*INSTRUCTIONS FOR THE TASK*.
What lines below include the string "usize"? Pick them out and copy them.

*SOURCE INFORMATION*.
:::
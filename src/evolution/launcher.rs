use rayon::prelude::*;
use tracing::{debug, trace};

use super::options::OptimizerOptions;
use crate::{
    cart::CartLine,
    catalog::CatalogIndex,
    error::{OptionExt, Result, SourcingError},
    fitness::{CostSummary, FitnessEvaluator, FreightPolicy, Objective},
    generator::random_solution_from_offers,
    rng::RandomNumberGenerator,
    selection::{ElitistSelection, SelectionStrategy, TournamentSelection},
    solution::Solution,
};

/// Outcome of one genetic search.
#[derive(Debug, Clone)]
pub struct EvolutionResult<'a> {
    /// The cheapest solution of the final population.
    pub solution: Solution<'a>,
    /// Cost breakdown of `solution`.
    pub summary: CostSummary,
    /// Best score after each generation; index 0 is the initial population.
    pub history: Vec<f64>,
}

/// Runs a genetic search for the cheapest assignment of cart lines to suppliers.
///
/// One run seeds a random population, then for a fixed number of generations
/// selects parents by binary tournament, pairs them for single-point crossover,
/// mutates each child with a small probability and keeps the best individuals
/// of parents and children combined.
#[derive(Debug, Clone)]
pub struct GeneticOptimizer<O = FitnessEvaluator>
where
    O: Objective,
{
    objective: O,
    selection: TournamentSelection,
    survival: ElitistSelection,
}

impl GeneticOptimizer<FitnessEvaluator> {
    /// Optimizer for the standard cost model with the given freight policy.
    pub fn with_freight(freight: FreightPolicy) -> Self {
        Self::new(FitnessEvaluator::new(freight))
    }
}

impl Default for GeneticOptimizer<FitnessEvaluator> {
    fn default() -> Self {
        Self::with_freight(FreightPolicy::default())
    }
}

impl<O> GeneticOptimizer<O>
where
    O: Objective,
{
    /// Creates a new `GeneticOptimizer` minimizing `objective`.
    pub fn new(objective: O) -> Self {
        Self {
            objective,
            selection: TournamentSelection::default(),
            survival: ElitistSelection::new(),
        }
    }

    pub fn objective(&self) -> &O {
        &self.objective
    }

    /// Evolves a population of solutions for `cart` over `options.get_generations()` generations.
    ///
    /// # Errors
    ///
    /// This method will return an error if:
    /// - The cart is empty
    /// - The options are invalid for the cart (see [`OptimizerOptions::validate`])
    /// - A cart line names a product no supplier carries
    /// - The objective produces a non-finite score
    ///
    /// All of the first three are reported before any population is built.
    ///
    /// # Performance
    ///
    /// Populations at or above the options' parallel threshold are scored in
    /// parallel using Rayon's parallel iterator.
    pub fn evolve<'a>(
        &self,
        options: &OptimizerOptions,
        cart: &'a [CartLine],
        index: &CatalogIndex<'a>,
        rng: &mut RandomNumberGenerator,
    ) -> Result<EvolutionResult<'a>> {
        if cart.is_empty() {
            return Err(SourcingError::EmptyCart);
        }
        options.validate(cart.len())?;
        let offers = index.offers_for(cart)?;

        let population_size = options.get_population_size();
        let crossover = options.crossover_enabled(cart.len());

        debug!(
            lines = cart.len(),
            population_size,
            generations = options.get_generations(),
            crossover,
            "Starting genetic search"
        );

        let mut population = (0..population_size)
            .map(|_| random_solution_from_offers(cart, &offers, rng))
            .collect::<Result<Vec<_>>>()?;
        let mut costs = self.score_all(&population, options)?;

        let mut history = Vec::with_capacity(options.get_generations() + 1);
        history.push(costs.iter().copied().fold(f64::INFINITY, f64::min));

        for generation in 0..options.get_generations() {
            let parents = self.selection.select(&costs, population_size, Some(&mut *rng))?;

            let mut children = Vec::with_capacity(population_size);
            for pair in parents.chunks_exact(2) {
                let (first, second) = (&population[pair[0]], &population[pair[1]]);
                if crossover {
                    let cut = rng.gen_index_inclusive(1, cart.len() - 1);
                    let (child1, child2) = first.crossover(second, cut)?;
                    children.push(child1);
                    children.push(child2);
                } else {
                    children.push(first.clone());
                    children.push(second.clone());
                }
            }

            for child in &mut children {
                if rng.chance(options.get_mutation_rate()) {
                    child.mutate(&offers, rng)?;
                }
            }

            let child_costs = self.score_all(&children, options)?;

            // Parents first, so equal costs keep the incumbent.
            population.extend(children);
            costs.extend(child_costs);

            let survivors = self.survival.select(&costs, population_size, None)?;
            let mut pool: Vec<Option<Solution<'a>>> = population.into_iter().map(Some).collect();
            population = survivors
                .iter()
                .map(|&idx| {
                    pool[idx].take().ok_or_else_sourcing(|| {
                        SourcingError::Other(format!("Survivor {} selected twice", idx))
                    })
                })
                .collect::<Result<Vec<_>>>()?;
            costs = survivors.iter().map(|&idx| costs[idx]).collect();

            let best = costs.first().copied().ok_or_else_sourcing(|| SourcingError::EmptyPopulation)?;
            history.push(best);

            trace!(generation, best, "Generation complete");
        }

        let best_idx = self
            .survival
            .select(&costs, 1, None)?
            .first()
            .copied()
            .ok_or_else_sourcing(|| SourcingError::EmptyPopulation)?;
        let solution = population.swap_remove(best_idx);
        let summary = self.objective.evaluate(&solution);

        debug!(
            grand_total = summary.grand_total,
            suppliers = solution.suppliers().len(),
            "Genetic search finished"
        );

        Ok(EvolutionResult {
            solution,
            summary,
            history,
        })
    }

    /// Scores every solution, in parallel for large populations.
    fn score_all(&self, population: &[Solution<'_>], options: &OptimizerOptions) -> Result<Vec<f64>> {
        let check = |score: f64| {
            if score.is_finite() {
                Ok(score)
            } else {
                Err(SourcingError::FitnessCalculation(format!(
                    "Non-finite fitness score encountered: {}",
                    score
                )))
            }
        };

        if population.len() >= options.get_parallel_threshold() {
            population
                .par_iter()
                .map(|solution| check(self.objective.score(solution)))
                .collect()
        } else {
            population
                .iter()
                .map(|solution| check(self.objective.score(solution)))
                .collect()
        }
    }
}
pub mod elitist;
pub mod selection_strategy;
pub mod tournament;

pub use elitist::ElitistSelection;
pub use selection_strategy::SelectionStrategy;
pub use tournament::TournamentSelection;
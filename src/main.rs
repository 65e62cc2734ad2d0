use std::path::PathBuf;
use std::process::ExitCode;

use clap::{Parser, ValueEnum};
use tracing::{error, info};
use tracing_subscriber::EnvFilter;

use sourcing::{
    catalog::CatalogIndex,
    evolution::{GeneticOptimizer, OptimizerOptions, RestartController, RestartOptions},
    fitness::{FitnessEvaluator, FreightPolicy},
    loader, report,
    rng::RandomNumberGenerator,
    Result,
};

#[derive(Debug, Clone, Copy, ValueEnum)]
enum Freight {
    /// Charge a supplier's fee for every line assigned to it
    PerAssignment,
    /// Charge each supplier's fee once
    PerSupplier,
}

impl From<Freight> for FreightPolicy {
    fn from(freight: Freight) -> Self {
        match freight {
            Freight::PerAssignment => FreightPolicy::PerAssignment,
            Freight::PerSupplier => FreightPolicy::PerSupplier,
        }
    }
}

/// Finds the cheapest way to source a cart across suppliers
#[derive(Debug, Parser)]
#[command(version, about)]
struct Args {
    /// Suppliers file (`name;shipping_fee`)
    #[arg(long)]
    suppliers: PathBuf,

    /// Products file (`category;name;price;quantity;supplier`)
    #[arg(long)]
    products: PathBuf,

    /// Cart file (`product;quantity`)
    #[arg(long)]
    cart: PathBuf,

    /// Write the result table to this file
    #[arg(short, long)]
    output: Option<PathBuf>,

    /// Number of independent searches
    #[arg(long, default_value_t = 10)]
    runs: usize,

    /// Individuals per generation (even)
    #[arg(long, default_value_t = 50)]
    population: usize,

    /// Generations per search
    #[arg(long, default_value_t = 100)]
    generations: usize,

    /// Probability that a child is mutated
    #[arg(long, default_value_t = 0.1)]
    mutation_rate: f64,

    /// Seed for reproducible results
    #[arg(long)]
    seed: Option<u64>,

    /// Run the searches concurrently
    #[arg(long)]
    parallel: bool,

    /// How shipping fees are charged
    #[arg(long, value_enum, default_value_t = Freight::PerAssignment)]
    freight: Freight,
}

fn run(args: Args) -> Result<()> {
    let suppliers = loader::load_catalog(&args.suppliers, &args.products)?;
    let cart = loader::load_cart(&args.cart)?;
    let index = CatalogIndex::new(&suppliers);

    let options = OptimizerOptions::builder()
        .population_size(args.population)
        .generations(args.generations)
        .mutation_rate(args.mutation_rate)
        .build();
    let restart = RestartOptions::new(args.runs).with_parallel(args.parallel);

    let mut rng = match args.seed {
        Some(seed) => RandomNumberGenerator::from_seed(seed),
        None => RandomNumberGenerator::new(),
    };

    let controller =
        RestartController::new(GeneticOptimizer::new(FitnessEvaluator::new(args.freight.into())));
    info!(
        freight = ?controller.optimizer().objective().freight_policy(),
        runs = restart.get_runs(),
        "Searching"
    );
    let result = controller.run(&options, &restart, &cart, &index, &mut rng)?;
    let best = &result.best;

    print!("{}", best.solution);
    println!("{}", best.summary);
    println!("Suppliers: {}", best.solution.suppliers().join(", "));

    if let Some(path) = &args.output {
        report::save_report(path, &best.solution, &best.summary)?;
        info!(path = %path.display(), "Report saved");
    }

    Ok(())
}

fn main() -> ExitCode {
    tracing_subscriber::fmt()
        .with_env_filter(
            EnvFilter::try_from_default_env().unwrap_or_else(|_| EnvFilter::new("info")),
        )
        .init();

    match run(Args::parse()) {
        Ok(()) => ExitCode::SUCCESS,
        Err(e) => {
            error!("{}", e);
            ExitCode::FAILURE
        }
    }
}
:::
*WRITTEN ANSWER*.
    runs: usize,
    population: usize,
    generations: usize,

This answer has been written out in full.